Stored data:
____
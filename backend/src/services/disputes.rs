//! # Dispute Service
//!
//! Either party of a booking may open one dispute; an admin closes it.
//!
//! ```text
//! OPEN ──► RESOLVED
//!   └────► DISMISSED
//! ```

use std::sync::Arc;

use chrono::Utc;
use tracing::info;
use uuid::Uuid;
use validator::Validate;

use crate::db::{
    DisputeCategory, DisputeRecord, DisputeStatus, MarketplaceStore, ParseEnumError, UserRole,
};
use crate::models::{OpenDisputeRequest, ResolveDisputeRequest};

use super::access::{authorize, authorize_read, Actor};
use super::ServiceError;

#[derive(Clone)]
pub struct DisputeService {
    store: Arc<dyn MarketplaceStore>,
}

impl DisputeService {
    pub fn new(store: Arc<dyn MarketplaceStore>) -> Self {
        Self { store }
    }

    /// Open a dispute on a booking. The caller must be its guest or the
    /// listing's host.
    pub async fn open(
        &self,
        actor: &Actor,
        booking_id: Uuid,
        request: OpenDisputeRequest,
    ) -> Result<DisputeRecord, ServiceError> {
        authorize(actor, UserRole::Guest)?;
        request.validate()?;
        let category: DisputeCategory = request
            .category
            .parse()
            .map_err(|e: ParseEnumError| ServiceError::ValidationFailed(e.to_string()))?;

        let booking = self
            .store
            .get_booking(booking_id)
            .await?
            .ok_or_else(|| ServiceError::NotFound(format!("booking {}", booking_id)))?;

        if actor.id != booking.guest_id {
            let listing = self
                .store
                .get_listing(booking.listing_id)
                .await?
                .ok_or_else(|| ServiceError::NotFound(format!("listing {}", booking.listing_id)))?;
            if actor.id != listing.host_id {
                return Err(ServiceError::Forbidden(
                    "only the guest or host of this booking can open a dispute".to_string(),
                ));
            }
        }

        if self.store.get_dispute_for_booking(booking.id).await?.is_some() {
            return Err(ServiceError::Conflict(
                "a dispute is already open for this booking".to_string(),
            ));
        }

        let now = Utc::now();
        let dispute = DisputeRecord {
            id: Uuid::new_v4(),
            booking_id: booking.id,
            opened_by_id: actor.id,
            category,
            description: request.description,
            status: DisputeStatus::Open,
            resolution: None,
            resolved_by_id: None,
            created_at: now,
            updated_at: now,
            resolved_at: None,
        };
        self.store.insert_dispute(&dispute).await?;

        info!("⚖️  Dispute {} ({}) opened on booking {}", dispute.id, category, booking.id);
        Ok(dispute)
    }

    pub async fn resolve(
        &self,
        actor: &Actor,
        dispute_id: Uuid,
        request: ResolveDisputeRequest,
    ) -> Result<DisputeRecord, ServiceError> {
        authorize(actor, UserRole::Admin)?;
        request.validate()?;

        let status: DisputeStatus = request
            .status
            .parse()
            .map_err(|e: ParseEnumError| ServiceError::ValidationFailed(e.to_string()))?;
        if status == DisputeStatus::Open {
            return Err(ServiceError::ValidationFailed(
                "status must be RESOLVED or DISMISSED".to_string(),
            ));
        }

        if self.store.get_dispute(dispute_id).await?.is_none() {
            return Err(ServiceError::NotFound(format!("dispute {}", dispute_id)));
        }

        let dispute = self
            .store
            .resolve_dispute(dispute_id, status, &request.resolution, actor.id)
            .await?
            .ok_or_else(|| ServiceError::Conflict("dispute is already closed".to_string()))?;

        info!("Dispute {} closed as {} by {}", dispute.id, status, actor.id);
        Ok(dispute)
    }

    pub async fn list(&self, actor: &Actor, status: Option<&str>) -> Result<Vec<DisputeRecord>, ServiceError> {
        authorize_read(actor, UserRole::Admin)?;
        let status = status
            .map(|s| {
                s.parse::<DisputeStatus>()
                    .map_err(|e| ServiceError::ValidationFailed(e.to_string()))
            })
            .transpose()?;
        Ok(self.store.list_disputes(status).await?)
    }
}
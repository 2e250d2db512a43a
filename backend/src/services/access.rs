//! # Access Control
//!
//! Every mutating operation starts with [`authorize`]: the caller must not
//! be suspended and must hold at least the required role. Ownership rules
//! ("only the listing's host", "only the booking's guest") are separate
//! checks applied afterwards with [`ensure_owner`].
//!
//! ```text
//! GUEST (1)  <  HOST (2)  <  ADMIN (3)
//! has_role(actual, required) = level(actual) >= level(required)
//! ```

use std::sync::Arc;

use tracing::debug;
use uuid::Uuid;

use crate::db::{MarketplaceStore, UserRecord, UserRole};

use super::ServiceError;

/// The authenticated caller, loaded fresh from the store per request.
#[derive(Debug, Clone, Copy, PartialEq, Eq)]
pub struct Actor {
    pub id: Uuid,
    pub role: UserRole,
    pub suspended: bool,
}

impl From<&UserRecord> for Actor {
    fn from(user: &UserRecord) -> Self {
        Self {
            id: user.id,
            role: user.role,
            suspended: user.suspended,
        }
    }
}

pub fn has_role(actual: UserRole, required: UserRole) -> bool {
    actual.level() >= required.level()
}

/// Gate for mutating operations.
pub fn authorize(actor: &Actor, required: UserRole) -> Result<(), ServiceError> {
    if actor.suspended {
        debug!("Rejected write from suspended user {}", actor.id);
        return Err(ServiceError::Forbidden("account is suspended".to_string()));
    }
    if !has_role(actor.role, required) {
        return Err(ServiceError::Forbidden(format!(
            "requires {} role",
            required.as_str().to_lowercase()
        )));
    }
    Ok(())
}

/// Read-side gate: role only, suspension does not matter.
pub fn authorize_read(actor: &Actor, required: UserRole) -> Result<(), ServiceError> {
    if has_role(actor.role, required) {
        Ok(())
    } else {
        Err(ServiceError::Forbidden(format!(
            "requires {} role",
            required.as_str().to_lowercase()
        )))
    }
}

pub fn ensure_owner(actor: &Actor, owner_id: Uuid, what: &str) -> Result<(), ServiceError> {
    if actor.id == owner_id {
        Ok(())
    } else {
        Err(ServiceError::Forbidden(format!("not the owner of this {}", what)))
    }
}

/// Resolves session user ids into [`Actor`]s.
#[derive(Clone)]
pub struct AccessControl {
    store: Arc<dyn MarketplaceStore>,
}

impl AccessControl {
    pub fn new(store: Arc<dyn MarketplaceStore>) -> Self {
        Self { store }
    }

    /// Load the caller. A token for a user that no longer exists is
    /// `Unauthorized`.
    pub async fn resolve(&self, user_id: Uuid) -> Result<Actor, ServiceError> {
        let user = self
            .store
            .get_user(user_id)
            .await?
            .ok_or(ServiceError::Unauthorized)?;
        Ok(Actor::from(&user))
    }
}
____
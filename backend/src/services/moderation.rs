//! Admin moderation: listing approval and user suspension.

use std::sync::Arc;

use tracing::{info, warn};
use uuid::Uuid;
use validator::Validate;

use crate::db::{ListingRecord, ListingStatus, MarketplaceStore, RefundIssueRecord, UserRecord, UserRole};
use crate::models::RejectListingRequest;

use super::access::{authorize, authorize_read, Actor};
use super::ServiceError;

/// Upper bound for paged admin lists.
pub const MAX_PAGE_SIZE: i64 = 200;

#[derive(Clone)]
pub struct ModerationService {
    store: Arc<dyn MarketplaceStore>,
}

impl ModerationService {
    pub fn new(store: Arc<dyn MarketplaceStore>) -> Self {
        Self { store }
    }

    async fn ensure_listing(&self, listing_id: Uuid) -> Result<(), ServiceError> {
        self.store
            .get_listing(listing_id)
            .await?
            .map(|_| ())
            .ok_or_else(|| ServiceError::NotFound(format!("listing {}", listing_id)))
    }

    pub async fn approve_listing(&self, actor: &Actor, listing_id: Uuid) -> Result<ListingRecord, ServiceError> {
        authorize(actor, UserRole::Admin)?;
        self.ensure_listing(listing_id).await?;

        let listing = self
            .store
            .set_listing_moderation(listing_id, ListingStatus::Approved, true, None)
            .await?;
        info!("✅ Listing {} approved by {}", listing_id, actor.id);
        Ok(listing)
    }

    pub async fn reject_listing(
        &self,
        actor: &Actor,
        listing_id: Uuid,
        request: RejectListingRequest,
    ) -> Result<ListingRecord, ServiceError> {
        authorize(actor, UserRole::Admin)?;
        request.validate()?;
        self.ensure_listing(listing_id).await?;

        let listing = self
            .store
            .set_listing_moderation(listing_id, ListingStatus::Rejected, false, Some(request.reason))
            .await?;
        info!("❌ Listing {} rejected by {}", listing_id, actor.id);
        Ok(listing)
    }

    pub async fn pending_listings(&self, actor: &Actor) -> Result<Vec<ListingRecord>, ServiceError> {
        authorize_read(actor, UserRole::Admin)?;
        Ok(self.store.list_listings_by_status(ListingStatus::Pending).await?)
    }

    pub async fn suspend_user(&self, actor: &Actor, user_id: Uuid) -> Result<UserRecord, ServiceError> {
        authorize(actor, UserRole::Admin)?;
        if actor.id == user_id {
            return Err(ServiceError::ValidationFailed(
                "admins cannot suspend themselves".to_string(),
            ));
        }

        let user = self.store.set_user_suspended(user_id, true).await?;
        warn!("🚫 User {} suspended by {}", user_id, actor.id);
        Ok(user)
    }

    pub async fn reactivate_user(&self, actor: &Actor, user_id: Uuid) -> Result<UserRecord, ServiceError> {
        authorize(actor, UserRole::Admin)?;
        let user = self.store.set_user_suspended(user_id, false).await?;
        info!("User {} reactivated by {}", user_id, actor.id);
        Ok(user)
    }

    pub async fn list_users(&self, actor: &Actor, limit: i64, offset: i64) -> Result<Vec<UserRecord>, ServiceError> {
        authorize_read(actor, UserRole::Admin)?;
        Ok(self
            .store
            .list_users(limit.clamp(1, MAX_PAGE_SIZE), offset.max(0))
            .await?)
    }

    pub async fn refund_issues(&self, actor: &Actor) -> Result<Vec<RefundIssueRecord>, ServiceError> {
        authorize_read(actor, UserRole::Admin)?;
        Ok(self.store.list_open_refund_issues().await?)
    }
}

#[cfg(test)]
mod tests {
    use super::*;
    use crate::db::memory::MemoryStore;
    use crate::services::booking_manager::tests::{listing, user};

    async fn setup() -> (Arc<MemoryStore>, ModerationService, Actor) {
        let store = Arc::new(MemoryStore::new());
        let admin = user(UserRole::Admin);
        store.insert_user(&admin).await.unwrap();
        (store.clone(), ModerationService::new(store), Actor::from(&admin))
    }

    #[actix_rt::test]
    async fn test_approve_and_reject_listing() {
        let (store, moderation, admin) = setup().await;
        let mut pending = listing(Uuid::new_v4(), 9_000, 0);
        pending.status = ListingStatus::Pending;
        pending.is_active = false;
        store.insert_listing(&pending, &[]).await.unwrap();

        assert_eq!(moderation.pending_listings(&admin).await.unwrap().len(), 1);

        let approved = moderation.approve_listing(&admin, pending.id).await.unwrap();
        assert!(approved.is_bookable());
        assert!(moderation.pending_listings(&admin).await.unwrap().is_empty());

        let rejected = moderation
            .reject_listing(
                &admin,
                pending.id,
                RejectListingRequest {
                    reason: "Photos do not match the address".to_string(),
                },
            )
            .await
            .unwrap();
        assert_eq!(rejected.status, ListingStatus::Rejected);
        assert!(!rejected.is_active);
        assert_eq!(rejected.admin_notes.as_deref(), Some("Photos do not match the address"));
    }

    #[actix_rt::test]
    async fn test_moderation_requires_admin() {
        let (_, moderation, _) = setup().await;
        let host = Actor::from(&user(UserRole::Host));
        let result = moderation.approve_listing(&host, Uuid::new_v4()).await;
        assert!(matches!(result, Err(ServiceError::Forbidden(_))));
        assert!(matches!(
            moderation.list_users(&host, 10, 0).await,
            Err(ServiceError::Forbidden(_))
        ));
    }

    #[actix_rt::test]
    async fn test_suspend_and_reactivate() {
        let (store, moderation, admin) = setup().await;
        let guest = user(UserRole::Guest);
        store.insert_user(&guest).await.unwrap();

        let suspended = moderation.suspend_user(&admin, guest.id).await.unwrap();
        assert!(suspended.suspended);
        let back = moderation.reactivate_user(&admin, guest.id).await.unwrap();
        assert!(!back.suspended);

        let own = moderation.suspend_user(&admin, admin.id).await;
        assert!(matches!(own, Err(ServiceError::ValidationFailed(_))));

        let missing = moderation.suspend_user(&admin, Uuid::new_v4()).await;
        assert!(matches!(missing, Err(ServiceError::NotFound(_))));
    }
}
____
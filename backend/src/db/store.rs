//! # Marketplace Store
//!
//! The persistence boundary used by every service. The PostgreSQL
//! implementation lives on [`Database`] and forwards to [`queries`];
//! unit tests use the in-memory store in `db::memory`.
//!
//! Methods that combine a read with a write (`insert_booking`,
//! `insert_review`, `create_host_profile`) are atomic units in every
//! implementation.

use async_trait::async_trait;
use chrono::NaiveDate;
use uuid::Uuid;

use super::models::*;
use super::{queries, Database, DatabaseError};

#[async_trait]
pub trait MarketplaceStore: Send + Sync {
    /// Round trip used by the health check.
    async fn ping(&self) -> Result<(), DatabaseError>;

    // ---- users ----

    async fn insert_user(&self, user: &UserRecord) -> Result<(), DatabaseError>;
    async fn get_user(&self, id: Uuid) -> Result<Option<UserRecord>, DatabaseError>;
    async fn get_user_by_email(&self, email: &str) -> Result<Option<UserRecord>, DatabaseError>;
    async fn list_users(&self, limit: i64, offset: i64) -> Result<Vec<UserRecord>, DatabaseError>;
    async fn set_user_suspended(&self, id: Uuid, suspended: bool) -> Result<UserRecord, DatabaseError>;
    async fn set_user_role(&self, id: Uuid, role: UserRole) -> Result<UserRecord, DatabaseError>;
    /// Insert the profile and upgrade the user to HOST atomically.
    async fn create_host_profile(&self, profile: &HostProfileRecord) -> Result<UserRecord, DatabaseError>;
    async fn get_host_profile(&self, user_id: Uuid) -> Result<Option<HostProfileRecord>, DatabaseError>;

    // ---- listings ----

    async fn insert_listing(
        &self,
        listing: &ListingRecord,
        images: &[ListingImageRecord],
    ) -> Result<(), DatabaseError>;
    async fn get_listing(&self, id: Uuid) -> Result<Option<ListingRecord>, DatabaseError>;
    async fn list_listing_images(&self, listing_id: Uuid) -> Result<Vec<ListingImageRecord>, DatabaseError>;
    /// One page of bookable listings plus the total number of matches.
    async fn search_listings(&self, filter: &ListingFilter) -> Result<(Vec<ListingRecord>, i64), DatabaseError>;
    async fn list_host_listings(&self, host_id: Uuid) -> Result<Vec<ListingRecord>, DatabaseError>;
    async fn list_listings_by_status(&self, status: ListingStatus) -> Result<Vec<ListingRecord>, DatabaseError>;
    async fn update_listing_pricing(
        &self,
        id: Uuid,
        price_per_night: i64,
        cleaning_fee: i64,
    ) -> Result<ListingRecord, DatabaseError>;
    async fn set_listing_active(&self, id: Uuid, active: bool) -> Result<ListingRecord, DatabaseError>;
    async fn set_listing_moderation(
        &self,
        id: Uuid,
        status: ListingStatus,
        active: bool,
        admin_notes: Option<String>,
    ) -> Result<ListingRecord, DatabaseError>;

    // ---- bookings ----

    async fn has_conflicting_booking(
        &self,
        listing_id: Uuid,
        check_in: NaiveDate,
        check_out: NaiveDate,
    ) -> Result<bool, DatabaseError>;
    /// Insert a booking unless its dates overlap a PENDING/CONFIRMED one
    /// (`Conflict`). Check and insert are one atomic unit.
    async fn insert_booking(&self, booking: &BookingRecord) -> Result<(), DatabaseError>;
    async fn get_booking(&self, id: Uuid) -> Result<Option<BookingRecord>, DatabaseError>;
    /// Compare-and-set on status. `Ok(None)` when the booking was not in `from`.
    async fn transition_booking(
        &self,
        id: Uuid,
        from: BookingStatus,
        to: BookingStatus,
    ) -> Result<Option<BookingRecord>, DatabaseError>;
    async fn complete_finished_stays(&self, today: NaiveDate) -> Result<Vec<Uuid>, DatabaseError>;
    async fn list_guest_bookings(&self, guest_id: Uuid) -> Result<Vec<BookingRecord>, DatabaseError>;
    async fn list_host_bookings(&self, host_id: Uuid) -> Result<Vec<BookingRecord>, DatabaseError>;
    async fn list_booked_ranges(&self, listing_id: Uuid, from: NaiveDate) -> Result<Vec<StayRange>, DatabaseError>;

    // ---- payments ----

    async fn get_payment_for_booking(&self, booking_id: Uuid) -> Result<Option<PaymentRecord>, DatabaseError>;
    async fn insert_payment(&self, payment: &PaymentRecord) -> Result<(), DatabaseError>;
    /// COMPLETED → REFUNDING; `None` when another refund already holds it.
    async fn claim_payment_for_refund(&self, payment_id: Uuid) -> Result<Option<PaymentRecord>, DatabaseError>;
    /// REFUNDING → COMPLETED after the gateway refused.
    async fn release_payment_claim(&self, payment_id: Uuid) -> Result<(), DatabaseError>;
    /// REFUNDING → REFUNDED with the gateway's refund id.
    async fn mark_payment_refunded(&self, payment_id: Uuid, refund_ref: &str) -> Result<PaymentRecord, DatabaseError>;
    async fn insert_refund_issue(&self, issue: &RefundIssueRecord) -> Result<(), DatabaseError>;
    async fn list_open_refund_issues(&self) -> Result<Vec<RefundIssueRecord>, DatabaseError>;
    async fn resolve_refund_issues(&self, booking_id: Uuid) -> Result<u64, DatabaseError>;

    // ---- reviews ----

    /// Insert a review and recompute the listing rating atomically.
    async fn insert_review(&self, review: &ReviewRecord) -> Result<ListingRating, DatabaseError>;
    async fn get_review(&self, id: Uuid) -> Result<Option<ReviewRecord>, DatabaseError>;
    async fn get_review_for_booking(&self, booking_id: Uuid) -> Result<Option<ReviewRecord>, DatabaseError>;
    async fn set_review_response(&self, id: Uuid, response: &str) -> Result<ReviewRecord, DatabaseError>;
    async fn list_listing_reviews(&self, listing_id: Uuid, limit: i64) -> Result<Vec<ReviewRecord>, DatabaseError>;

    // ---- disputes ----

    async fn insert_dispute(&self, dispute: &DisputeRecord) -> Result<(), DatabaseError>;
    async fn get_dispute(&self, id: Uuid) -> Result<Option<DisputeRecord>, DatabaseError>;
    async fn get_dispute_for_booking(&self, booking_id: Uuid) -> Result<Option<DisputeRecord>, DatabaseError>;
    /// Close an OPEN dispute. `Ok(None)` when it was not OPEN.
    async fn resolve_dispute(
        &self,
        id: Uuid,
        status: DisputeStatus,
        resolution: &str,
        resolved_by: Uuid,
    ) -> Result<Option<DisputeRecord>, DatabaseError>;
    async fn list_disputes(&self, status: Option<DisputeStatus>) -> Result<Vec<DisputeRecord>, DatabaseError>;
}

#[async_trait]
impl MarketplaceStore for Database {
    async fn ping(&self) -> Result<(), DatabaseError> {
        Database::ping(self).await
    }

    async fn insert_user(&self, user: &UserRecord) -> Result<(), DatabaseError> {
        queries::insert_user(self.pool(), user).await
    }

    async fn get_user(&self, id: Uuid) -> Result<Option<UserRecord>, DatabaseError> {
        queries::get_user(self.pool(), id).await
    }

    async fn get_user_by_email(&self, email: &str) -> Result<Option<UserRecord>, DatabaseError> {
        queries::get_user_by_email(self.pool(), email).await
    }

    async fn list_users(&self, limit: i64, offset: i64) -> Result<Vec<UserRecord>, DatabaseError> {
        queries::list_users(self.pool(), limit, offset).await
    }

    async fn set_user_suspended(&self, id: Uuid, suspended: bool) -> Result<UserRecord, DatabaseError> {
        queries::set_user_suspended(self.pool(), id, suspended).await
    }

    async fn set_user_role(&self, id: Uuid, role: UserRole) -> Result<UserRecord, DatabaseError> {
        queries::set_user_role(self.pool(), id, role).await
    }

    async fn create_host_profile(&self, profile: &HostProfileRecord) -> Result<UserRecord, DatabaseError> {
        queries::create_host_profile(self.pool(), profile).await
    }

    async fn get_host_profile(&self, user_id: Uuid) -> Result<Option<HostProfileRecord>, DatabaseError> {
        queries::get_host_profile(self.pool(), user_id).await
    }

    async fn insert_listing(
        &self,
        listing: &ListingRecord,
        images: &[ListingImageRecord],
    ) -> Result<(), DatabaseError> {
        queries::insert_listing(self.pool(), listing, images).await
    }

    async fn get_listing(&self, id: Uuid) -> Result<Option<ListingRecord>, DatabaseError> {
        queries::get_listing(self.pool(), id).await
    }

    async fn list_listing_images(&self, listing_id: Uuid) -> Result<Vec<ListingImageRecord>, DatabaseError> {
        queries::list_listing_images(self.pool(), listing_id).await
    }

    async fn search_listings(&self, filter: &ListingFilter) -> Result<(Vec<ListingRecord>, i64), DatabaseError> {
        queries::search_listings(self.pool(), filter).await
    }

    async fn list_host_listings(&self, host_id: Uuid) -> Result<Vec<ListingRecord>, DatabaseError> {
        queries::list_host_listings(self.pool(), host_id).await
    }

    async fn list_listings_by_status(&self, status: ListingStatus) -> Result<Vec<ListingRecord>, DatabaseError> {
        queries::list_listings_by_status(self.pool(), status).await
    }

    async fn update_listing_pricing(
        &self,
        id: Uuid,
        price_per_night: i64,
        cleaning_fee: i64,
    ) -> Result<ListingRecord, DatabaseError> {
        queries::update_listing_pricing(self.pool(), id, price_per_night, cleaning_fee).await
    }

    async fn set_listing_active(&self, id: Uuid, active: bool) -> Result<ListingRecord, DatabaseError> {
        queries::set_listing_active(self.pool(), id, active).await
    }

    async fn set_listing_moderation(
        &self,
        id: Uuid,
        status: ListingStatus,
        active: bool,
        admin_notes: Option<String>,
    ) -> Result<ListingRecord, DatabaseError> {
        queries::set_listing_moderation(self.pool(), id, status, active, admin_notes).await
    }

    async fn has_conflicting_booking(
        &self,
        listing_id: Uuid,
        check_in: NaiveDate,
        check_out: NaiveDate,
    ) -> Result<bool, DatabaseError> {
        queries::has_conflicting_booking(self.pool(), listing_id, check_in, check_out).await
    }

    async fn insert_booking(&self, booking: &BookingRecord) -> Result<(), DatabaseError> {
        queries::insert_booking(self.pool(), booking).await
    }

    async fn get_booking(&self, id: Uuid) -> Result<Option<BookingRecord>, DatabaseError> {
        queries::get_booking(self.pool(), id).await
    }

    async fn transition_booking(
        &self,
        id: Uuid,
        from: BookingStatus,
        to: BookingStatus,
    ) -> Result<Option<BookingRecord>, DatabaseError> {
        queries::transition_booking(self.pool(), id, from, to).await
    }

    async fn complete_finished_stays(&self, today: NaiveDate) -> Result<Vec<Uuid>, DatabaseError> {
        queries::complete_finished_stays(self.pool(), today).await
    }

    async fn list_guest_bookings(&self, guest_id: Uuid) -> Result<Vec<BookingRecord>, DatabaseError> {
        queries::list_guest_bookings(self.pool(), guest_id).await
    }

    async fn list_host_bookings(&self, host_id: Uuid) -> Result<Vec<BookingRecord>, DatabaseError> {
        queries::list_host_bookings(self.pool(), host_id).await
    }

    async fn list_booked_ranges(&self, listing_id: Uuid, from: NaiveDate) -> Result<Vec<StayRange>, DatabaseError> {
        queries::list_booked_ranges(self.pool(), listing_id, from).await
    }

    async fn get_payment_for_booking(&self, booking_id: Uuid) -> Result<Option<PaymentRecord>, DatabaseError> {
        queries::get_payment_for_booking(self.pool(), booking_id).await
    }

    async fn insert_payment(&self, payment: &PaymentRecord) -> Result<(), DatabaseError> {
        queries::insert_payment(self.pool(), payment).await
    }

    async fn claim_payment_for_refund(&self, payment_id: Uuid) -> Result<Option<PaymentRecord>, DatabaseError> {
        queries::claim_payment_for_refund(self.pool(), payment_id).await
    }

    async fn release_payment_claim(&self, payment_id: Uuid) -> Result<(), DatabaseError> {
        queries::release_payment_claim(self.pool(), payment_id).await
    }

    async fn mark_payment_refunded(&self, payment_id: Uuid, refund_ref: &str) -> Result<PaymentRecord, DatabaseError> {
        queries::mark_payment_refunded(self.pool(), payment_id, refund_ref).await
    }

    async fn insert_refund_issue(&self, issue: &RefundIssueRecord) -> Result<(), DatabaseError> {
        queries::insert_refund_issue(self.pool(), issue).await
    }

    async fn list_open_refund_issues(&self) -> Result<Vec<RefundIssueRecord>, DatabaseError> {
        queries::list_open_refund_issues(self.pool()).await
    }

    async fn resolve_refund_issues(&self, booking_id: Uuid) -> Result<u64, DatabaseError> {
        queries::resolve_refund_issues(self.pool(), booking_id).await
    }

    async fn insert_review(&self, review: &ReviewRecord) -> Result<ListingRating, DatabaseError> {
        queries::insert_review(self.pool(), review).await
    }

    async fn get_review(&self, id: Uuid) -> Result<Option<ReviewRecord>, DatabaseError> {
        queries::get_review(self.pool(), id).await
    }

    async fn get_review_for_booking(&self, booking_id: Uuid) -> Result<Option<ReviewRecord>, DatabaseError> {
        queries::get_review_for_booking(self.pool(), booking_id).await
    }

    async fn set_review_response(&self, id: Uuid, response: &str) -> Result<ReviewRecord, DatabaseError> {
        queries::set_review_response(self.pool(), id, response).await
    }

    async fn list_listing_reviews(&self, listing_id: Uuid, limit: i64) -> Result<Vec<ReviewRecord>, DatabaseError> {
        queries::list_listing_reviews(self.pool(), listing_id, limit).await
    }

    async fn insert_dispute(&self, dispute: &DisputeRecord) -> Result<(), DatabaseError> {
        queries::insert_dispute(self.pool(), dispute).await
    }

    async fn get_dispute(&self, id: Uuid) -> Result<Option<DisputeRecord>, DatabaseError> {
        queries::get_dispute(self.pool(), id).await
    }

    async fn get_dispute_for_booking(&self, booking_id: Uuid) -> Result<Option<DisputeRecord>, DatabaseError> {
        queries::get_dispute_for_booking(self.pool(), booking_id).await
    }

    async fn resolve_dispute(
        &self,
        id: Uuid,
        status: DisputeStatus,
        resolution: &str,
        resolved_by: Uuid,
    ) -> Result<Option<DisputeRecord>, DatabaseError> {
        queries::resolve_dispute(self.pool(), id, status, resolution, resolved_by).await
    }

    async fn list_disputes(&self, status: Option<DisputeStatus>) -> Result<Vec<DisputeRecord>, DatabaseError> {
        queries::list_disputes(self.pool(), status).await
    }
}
____
Exercise goal:
After locating the line with "filename backend/src/services/disputes.rs" above, return that line and every later line through the one with "use tracing::info;", word for word and with nothing else.

Answer for the task:
filename backend/src/services/disputes.rs
//! # Dispute Service
//!
//! Either party of a booking may open one dispute; an admin closes it.
//!
//! ```text
//! OPEN ──► RESOLVED
//!   └────► DISMISSED
//! ```

use std::sync::Arc;

use chrono::Utc;
use tracing::info;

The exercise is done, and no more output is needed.